Wow, I guess 3.99 for 32.5 oz is a real bargain. Food is more expensive in California.
My friends that moved to San Diego were in shock of the high price of food.


----------



## Nik333 (Mar 1, 2015)

Two Knots said:


> Wow, I guess 3.99 for 32.5 oz is a real bargain. Food is more expensive in California.
> My friends that moved to San Diego were in shock of the high price of food.


I was just wondering about that. This is olive country! I should go to the olive store and see what the prices are. I don't know if they grow Kalamata type olives here. Edit - Yes, they do.

You are closer to Greece, like, we are closer to Asia & we have more Asian food.

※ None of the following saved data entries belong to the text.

//! Configuration schema definitions.
//!
//! All types derive Serde traits for deserialization from config files.
//! None of these settings affect protocol behavior; they only select where
//! the server listens and what the static collaborator serves.

use std::path::PathBuf;

use serde::{Deserialize, Serialize};

/// Root configuration for the piping server.
#[derive(Debug, Clone, Deserialize, Serialize, Default)]
#[serde(default)]
pub struct ServerConfig {
    /// Listener configuration (bind addresses, TLS).
    pub listener: ListenerConfig,

    /// Static asset collaborator settings.
    pub assets: AssetConfig,

    /// Observability settings.
    pub observability: ObservabilityConfig,
}

/// Listener configuration.
#[derive(Debug, Clone, Deserialize, Serialize)]
#[serde(default)]
pub struct ListenerConfig {
    /// Plain HTTP bind address (e.g., "0.0.0.0:8080").
    pub bind_address: String,

    /// Optional HTTPS listener.
    pub https: Option<HttpsConfig>,
}

impl Default for ListenerConfig {
    fn default() -> Self {
        Self {
            bind_address: "0.0.0.0:8080".to_string(),
            https: None,
        }
    }
}

/// HTTPS listener configuration.
#[derive(Debug, Clone, Deserialize, Serialize)]
pub struct HttpsConfig {
    /// HTTPS bind address (e.g., "0.0.0.0:8443").
    pub bind_address: String,

    /// Path to certificate file (PEM).
    pub cert_path: PathBuf,

    /// Path to private key file (PEM).
    pub key_path: PathBuf,
}

/// Static asset collaborator configuration.
#[derive(Debug, Clone, Deserialize, Serialize, Default)]
#[serde(default)]
pub struct AssetConfig {
    /// Directory to serve instead of the bundled page.
    pub static_dir: Option<PathBuf>,
}

/// Observability configuration.
#[derive(Debug, Clone, Deserialize, Serialize)]
#[serde(default)]
pub struct ObservabilityConfig {
    /// Log level (trace, debug, info, warn, error).
    pub log_level: String,
}

impl Default for ObservabilityConfig {
    fn default() -> Self {
        Self {
            log_level: "info".to_string(),
        }
    }
}
//! Path-to-pipe registry.
//!
//! # Responsibilities
//! - Map each transfer path to at most one live pipe
//! - Create pipes lazily on first use, for either role
//! - Remove entries once a transfer has completed
//!
//! # Design Decisions
//! - `DashMap` gives per-key atomicity for create/read/delete without a
//!   global lock; no I/O ever happens inside a map operation
//! - Entries are only removed by transfer completion (or explicit eviction
//!   of a dead peer), never by timeout

use std::sync::Arc;

use dashmap::DashMap;

use crate::pipe::rendezvous::Pipe;

/// Concurrency-safe mapping from path to its live [`Pipe`].
#[derive(Debug, Default)]
pub struct PathRegistry {
    pipes: DashMap<String, Arc<Pipe>>,
}

impl PathRegistry {
    pub fn new() -> Self {
        Self {
            pipes: DashMap::new(),
        }
    }

    /// Return the pipe registered under `path`, creating a fresh one if the
    /// path is absent. Creation and lookup are atomic with respect to any
    /// other operation on the same path.
    pub fn get_or_create(&self, path: &str) -> Arc<Pipe> {
        self.pipes
            .entry(path.to_owned())
            .or_insert_with(|| Arc::new(Pipe::new()))
            .clone()
    }

    /// Remove the entry for `path`, but only while it still holds `pipe`.
    /// A replacement pipe registered under the same path after `pipe` was
    /// discarded is left untouched. The pipe itself stays alive for as long
    /// as in-flight handlers hold a reference to it.
    pub fn remove(&self, path: &str, pipe: &Arc<Pipe>) {
        self.pipes
            .remove_if(path, |_, current| Arc::ptr_eq(current, pipe));
    }

    /// Number of currently registered pipes.
    pub fn len(&self) -> usize {
        self.pipes.len()
    }

    pub fn is_empty(&self) -> bool {
        self.pipes.is_empty()
    }
}
//! HTTP server setup.
//!
//! # Responsibilities
//! - Create the Axum router with the catch-all piping handler
//! - Share the path registry and static-asset collaborator with handlers
//! - Serve plain HTTP with graceful shutdown; TLS serving reuses the same
//!   router through [`HttpServer::router`]
//!
//! # Design Decisions
//! - One catch-all route: dispatch by method and path shape happens in the
//!   handler, not in the routing table
//! - No request timeout layer: a pipe legitimately stays open for as long
//!   as its peers need, only client cancellation bounds a wait

use std::net::SocketAddr;
use std::sync::Arc;

use axum::{routing::any, Router};
use tokio::net::TcpListener;
use tokio::sync::broadcast;
use tower_http::trace::TraceLayer;

use crate::assets::StaticAssets;
use crate::config::ServerConfig;
use crate::http::handler::dispatch;
use crate::pipe::PathRegistry;

/// Application state injected into handlers.
#[derive(Clone)]
pub struct AppState {
    pub registry: Arc<PathRegistry>,
    pub assets: Arc<StaticAssets>,
}

/// HTTP server for the piping service.
pub struct HttpServer {
    router: Router,
    config: ServerConfig,
}

impl HttpServer {
    /// Create a new server with the given configuration.
    pub fn new(config: ServerConfig) -> Self {
        let state = AppState {
            registry: Arc::new(PathRegistry::new()),
            assets: Arc::new(StaticAssets::from_config(&config.assets)),
        };
        let router = Self::build_router(state);
        Self { router, config }
    }

    fn build_router(state: AppState) -> Router {
        Router::new()
            .route("/{*path}", any(dispatch))
            .route("/", any(dispatch))
            .with_state(state)
            .layer(TraceLayer::new_for_http())
    }

    /// Clone of the service router. Clones share the same registry, so a
    /// TLS listener serves the same pipes as the plain one.
    pub fn router(&self) -> Router {
        self.router.clone()
    }

    /// Get a reference to the config.
    pub fn config(&self) -> &ServerConfig {
        &self.config
    }

    /// Serve plain HTTP on the given listener until `shutdown` fires.
    pub async fn run(
        self,
        listener: TcpListener,
        mut shutdown: broadcast::Receiver<()>,
    ) -> Result<(), std::io::Error> {
        let addr = listener.local_addr()?;
        tracing::info!(address = %addr, "HTTP server starting");

        let app = self
            .router
            .into_make_service_with_connect_info::<SocketAddr>();

        axum::serve(listener, app)
            .with_graceful_shutdown(async move {
                let _ = shutdown.recv().await;
            })
            .await?;

        tracing::info!("HTTP server stopped");
        Ok(())
    }

    #[cfg(test)]
    pub(crate) fn test_router() -> Router {
        Self::new(ServerConfig::default()).router()
    }
}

Sorry, didn't mean to make your thread about olives!😄 I'm kind of a food nerd.








Kalamata Olives Vs Black Olives – What’s The Difference? - Foods Guy


This article explains the differences between kalamata and black olives, in terms of appearance, taste, and harvesting.




foodsguy.com


----------



## Two Knots (Nov 12, 2011)

We love olives, make it about olives all you want…I make what we call ‘olive things‘ with
pizza dough wrapped around Kalamata olives with grating cheese and garlic powder and a drizzle of olive oil…
they are kalamata heaven…
next time I make them, I’ll post it here.


----------



## Nik333 (Mar 1, 2015)

We need to get you and @John Smith_inFL out here with a kitchen!


🤣


----------



## BigJim (Sep 2, 2008)

Two Knots said:


> I first put the whole potatoes in the microwave to soften them up a bit before slicing them…
> Then I fried a small chopped onion and 3 cloves of garlic in olive oil…after it was soft I added the potatoes with salt, pepper, hot paprika and fried them up, lastly I added the kalamata olives and continued sautéing for a few more minutes
> I served it with fried breaded chicken cutlets and creamed peas and carrots.
> It was good…stay tuned for dessert…
> ...


That is beautiful and looks soooooo good. I love the kalamata olives also, but you won't find them that cheap anywhere around here.


----------